As a kid, we would trick or treat for hours on end, my friends and my sister and I complaining that we were ready to go home, my mom and her friend denying us, telling us we were crazy to give up on the candy so early. They’d convince us to go a while longer, and sure enough, it was always worth it in the end. My dad would go crazy in competition with the neighbors to have the scariest, most creative Halloween decorations on the block, adding new stuff every year- a skeleton hanging from a noose, a stuffed Jason-like character sitting on the porch swing.

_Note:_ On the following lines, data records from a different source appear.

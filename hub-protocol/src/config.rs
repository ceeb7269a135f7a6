//! Configuration value object and derivation table (§6).

use serde::Deserialize;
use serde::Serialize;
use sha1::Digest;
use sha1::Sha1;

use crate::session::TurnMode;

#[derive(Debug, Clone, Copy, Default, PartialEq, Eq, Hash, Serialize, Deserialize)]
#[serde(rename_all = "kebab-case")]
pub enum PermissionMode {
    #[default]
    Default,
    ReadOnly,
    SafeYolo,
    Yolo,
}

#[derive(Debug, Clone, Copy, Default, PartialEq, Eq, Hash, Serialize, Deserialize)]
#[serde(rename_all = "kebab-case")]
pub enum CollaborationMode {
    Plan,
    #[default]
    Default,
}

#[derive(Debug, Clone, Copy, PartialEq, Eq, Serialize, Deserialize)]
#[serde(rename_all = "kebab-case")]
pub enum SandboxMode {
    ReadOnly,
    WorkspaceWrite,
    DangerFullAccess,
}

#[derive(Debug, Clone, Copy, PartialEq, Eq, Serialize, Deserialize)]
#[serde(rename_all = "kebab-case")]
pub enum ApprovalPolicy {
    Untrusted,
    OnFailure,
    OnRequest,
    Never,
}

/// The derivation table from §6. `sandbox`/`approval_policy` are *derived*
/// from `permission_mode` unless CLI overrides are present and
/// `permission_mode == Default` (the only mode in which overrides apply).
#[derive(Debug, Clone, PartialEq, Serialize, Deserialize)]
pub struct HubConfig {
    pub permission_mode: PermissionMode,
    #[serde(default, skip_serializing_if = "Option::is_none")]
    pub model: Option<String>,
    pub collaboration_mode: CollaborationMode,
    pub sandbox: SandboxMode,
    pub approval_policy: ApprovalPolicy,
}

/// Overrides that only take effect when `permission_mode == Default`.
#[derive(Debug, Clone, Default, PartialEq, Eq, Serialize, Deserialize)]
pub struct CliOverrides {
    pub approval_policy: Option<ApprovalPolicy>,
    pub sandbox: Option<SandboxMode>,
}

impl HubConfig {
    pub fn derive(
        permission_mode: PermissionMode,
        model: Option<String>,
        collaboration_mode: CollaborationMode,
        overrides: &CliOverrides,
    ) -> Self {
        let (default_approval, default_sandbox) = match permission_mode {
            PermissionMode::Default => (ApprovalPolicy::Untrusted, SandboxMode::WorkspaceWrite),
            PermissionMode::ReadOnly => (ApprovalPolicy::Never, SandboxMode::ReadOnly),
            PermissionMode::SafeYolo => (ApprovalPolicy::OnFailure, SandboxMode::WorkspaceWrite),
            PermissionMode::Yolo => (ApprovalPolicy::OnFailure, SandboxMode::DangerFullAccess),
        };

        let (approval_policy, sandbox) = if permission_mode == PermissionMode::Default {
            (
                overrides.approval_policy.unwrap_or(default_approval),
                overrides.sandbox.unwrap_or(default_sandbox),
            )
        } else {
            (default_approval, default_sandbox)
        };

        Self {
            permission_mode,
            model,
            collaboration_mode,
            sandbox,
            approval_policy,
        }
    }
}

/// Deterministic digest over `(permission_mode, model, collaboration_mode)`
/// (GLOSSARY "Mode hash"). A change forces a session restart (§4.8 step 2).
#[derive(Debug, Clone, Copy, PartialEq, Eq, Hash, Serialize, Deserialize)]
#[serde(transparent)]
pub struct ModeHash(pub [u8; 20]);

impl ModeHash {
    pub fn compute(mode: &TurnMode) -> Self {
        let mut hasher = Sha1::new();
        hasher.update(format!("{:?}", mode.permission_mode));
        hasher.update(b"\0");
        hasher.update(mode.model.as_deref().unwrap_or(""));
        hasher.update(b"\0");
        hasher.update(format!("{:?}", mode.collaboration_mode));
        let digest = hasher.finalize();
        let mut bytes = [0u8; 20];
        bytes.copy_from_slice(&digest);
        Self(bytes)
    }
}

impl std::fmt::Display for ModeHash {
    fn fmt(&self, f: &mut std::fmt::Formatter<'_>) -> std::fmt::Result {
        for b in self.0 {
            write!(f, "{b:02x}")?;
        }
        Ok(())
    }
}

#[cfg(test)]
mod tests {
    #![allow(clippy::unwrap_used, clippy::expect_used)]
    use super::*;

    #[test]
    fn default_mode_applies_overrides() {
        let overrides = CliOverrides {
            approval_policy: Some(ApprovalPolicy::Never),
            sandbox: Some(SandboxMode::ReadOnly),
        };
        let cfg = HubConfig::derive(PermissionMode::Default, None, CollaborationMode::Default, &overrides);
        assert_eq!(cfg.approval_policy, ApprovalPolicy::Never);
        assert_eq!(cfg.sandbox, SandboxMode::ReadOnly);
    }

    #[test]
    fn non_default_mode_ignores_overrides() {
        let overrides = CliOverrides {
            approval_policy: Some(ApprovalPolicy::Never),
            sandbox: Some(SandboxMode::ReadOnly),
        };
        let cfg = HubConfig::derive(PermissionMode::Yolo, None, CollaborationMode::Default, &overrides);
        assert_eq!(cfg.approval_policy, ApprovalPolicy::OnFailure);
        assert_eq!(cfg.sandbox, SandboxMode::DangerFullAccess);
    }

    #[test]
    fn derivation_table_matches_spec() {
        let o = CliOverrides::default();
        let default = HubConfig::derive(PermissionMode::Default, None, CollaborationMode::Default, &o);
        assert_eq!(default.approval_policy, ApprovalPolicy::Untrusted);
        assert_eq!(default.sandbox, SandboxMode::WorkspaceWrite);

        let read_only = HubConfig::derive(PermissionMode::ReadOnly, None, CollaborationMode::Default, &o);
        assert_eq!(read_only.approval_policy, ApprovalPolicy::Never);
        assert_eq!(read_only.sandbox, SandboxMode::ReadOnly);

        let safe_yolo = HubConfig::derive(PermissionMode::SafeYolo, None, CollaborationMode::Default, &o);
        assert_eq!(safe_yolo.approval_policy, ApprovalPolicy::OnFailure);
        assert_eq!(safe_yolo.sandbox, SandboxMode::WorkspaceWrite);

        let yolo = HubConfig::derive(PermissionMode::Yolo, None, CollaborationMode::Default, &o);
        assert_eq!(yolo.approval_policy, ApprovalPolicy::OnFailure);
        assert_eq!(yolo.sandbox, SandboxMode::DangerFullAccess);
    }

    #[test]
    fn mode_hash_changes_with_model_but_not_formatting() {
        let a = TurnMode {
            permission_mode: PermissionMode::Default,
            model: Some("o3".into()),
            collaboration_mode: CollaborationMode::Default,
        };
        let b = TurnMode {
            model: Some("o4".into()),
            ..a.clone()
        };
        assert_ne!(ModeHash::compute(&a), ModeHash::compute(&b));

        let a2 = a.clone();
        assert_eq!(ModeHash::compute(&a), ModeHash::compute(&a2));
    }
}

I love the idea of Halloween as a night when the veil between the worlds of the dead and the living is thin. I love the scariness of it all, the horror film reruns, the possibilities that come with invoking something beyond the day-to-day. I love that it is a day (a night, really) of fun and magic and sweets, and not the sort of high-pressure let’s-hope-the-family-can-get-along holiday like Christmas. It’s not a shady celebration of colonization like Thanksgiving, nor a holiday based on a religion that I have lots of issues with. It’s the U.S. holiday I most want to share with Lucia. And it’s not celebrated where we live.

But there is Day of the Dead, a two-day long celebration which is equally fabulous, although different from Halloween (I wrote about it in detail two years ago- https://exiletomexico.wordpress.com/2012/12/03/a-visit-from-the-dead-multi-cultural-style/) It’s something her Papi grew up with and loves, and it’s a holiday for the whole family. I have to accept that I can’t give her all the same good things from my childhood, but there’s lots of good stuff from Conan’s childhood, too. There is plenty of joy to be shared, from here and from there, adding things we make up all our own as a family. So I’ll keep cooking pasta al dente for the Day of the Dead altar, to honor my Italian grandmother alongside the mole for Conan’s grandmother. We’ll have to appreciate all the good stuff no matter where it comes from, take some bad with the good, just like everyone else. And Lucia will be 100% Lucia, Mexican and Kentuckian and Italian and whatever other bits and pieces of identity get thrown into the mix. Perhaps the most important thing is just to instill in her that her identity is perfect and right just how it is, no matter how different from everyone else’s around her. I hope that she can learn to appreciate all the parts of herself, without having to put anyone else’s identity down, still knowing that everyone else’s culture and identity is just as unique and wonderful as hers, in their own way. If we can pull that off, then I can deal with not sharing Halloween with her. After all, parenting is always an exercise in compromise.